What to do: Begin at the line below that has "completion is only" and stop after the line that has "fn current_generation(&self, key: &EntityKey)". Please restate only those lines, word for word.

Input:
- Opening Delimiter -
//! Per-entity sub-report cache with at most one fetch in flight per key

use std::collections::HashMap;
use std::sync::Arc;

use futures::future::{AbortHandle, Abortable, BoxFuture, FutureExt, Shared};
use kompete_domain::{EntityKey, KompeteError, Result, SubReport};
use parking_lot::Mutex;
use tracing::{debug, info, warn};

use super::EntityFetcher;

/// Fetch shared by every caller waiting on the same key
pub type PendingFetch = Shared<BoxFuture<'static, Result<SubReport>>>;

/// Answer of [`EntityReportCache::get`]
pub enum Lookup {
    Ready(SubReport),
    /// A fetch is outstanding; await it to receive the result.
    Pending(PendingFetch),
}

impl Lookup {
    pub fn is_ready(&self) -> bool {
        matches!(self, Self::Ready(_))
    }
}

struct InFlight {
    generation: u64,
    fetch: PendingFetch,
    abort: AbortHandle,
}

#[derive(Default)]
struct CacheState {
    reports: HashMap<EntityKey, SubReport>,
    in_flight: HashMap<EntityKey, InFlight>,
    /// Bumped by every fetch start and explicit write; a completion is only
    /// stored while its generation is still current.
    generations: HashMap<EntityKey, u64>,
}

impl CacheState {
    fn next_generation(&mut self, key: &EntityKey) -> u64 {
        let generation = self.generations.entry(key.clone()).or_insert(0);
        *generation += 1;
        *generation
    }

    fn current_generation(&self, key: &EntityKey) -> u64 {
        self.generations.get(key).copied().unwrap_or(0)
    }
}

enum Attached {
    Cached(SubReport),
    InFlight { generation: u64, fetch: PendingFetch },
}

/// Sub-reports of one report page, keyed by entity
///
/// Fetches run as spawned tasks, so a fetch started by [`get`](Self::get)
/// makes progress even when nobody awaits it. Concurrent requests for the
/// same key attach to the outstanding fetch instead of issuing another.
pub struct EntityReportCache {
    fetcher: Arc<dyn EntityFetcher>,
    state: Arc<Mutex<CacheState>>,
}

impl EntityReportCache {
    pub fn new(fetcher: Arc<dyn EntityFetcher>) -> Self {
        Self { fetcher, state: Arc::new(Mutex::new(CacheState::default())) }
    }

    /// Cached report, or the pending fetch for it (started if necessary).
    pub fn get(&self, key: &EntityKey) -> Lookup {
        match self.attach(key) {
            Attached::Cached(report) => Lookup::Ready(report),
            Attached::InFlight { fetch, .. } => Lookup::Pending(fetch),
        }
    }

    /// Start (or join) the fetch for `key` and return it without waiting.
    pub fn request(&self, key: &EntityKey) -> PendingFetch {
        match self.attach(key) {
            Attached::Cached(report) => futures::future::ready(Ok(report)).boxed().shared(),
            Attached::InFlight { fetch, .. } => fetch,
        }
    }

    /// Cached report, or wait for it to be fetched.
    ///
    /// A waiter whose fetch is superseded by [`refresh`](Self::refresh)
    /// re-attaches to the newer one.
    pub async fn load(&self, key: &EntityKey) -> Result<SubReport> {
        loop {
            let (generation, fetch) = match self.attach(key) {
                Attached::Cached(report) => return Ok(report),
                Attached::InFlight { generation, fetch } => (generation, fetch),
            };
            match fetch.await {
                Err(KompeteError::Cancelled) if self.superseded(key, generation) => continue,
                outcome => return outcome,
            }
        }
    }

    /// Drop the cached report and fetch a fresh one with `refresh = true`.
    ///
    /// Any fetch already in flight for the key is aborted; its result could
    /// only be older than the one requested here.
    pub async fn refresh(&self, key: &EntityKey) -> Result<SubReport> {
        info!(entity = %key, "refreshing sub-report");
        let (generation, fetch) = {
            let mut state = self.state.lock();
            state.reports.remove(key);
            if let Some(previous) = state.in_flight.remove(key) {
                previous.abort.abort();
                debug!(entity = %key, generation = previous.generation, "aborted superseded fetch");
            }
            self.begin(&mut state, key, true)
        };

        match fetch.await {
            Err(KompeteError::Cancelled) if self.superseded(key, generation) => self.load(key).await,
            outcome => outcome,
        }
    }

    pub fn cached(&self, key: &EntityKey) -> Option<SubReport> {
        self.state.lock().reports.get(key).cloned()
    }

    /// Remove the cached report so the next request fetches again.
    pub fn invalidate(&self, key: &EntityKey) -> Option<SubReport> {
        self.state.lock().reports.remove(key)
    }

    /// Store a report without touching other keys. Results of fetches that
    /// were already in flight for the key are discarded.
    pub fn upsert(&self, report: SubReport) {
        let mut state = self.state.lock();
        state.next_generation(&report.entity);
        state.reports.insert(report.entity.clone(), report);
    }

    pub fn is_in_flight(&self, key: &EntityKey) -> bool {
        self.state.lock().in_flight.contains_key(key)
    }

    /// Whether `key` is cached or being fetched.
    pub fn is_known(&self, key: &EntityKey) -> bool {
        let state = self.state.lock();
        state.reports.contains_key(key) || state.in_flight.contains_key(key)
    }

    /// Number of cached reports.
    pub fn len(&self) -> usize {
        self.state.lock().reports.len()
    }

    pub fn is_empty(&self) -> bool {
        self.len() == 0
    }

    /// Abort every outstanding fetch and forget all reports.
    pub fn clear(&self) {
        let mut state = self.state.lock();
        for (_, in_flight) in state.in_flight.drain() {
            in_flight.abort.abort();
        }
        state.reports.clear();
    }

    fn attach(&self, key: &EntityKey) -> Attached {
        let mut state = self.state.lock();
        if let Some(report) = state.reports.get(key) {
            return Attached::Cached(report.clone());
        }
        if let Some(in_flight) = state.in_flight.get(key) {
            debug!(entity = %key, "joining in-flight fetch");
            return Attached::InFlight {
                generation: in_flight.generation,
                fetch: in_flight.fetch.clone(),
            };
        }
        let (generation, fetch) = self.begin(&mut state, key, false);
        Attached::InFlight { generation, fetch }
    }

    /// Spawn a fetch and register it. Runs under the state lock so the
    /// registration is visible before the fetch can settle.
    fn begin(&self, state: &mut CacheState, key: &EntityKey, refresh: bool) -> (u64, PendingFetch) {
        let generation = state.next_generation(key);
        let (abort, registration) = AbortHandle::new_pair();
        let fetcher = Arc::clone(&self.fetcher);
        let shared_state = Arc::clone(&self.state);
        let entity = key.clone();

        let fetch = async move {
            let outcome = Abortable::new(fetcher.fetch(&entity, refresh), registration)
                .await
                .unwrap_or(Err(KompeteError::Cancelled));
            settle(&shared_state, &entity, generation, &outcome);
            outcome
        }
        .boxed()
        .shared();

        tokio::spawn(fetch.clone());
        debug!(entity = %key, generation, refresh, "started sub-report fetch");
        state.in_flight.insert(key.clone(), InFlight { generation, fetch: fetch.clone(), abort });
        (generation, fetch)
    }

    fn superseded(&self, key: &EntityKey, generation: u64) -> bool {
        self.state.lock().current_generation(key) != generation
    }
}

fn settle(
    state: &Mutex<CacheState>,
    key: &EntityKey,
    generation: u64,
    outcome: &Result<SubReport>,
) {
    let mut state = state.lock();
    if state.in_flight.get(key).is_some_and(|f| f.generation == generation) {
        state.in_flight.remove(key);
    }

    match outcome {
        Ok(report) if state.current_generation(key) == generation => {
            state.reports.insert(key.clone(), report.clone());
            debug!(entity = %key, generation, "cached sub-report");
        }
        Ok(_) => debug!(entity = %key, generation, "discarded stale sub-report"),
        Err(KompeteError::Cancelled) => {}
        Err(err) => warn!(entity = %key, error = %err, kind = err.label(), "sub-report fetch failed"),
    }
}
- Closing Delimiter -
Solved problem:
    /// Bumped by every fetch start and explicit write; a completion is only
    /// stored while its generation is still current.
    generations: HashMap<EntityKey, u64>,
}

impl CacheState {
    fn next_generation(&mut self, key: &EntityKey) -> u64 {
        let generation = self.generations.entry(key.clone()).or_insert(0);
        *generation += 1;
        *generation
    }

    fn current_generation(&self, key: &EntityKey) -> u64 {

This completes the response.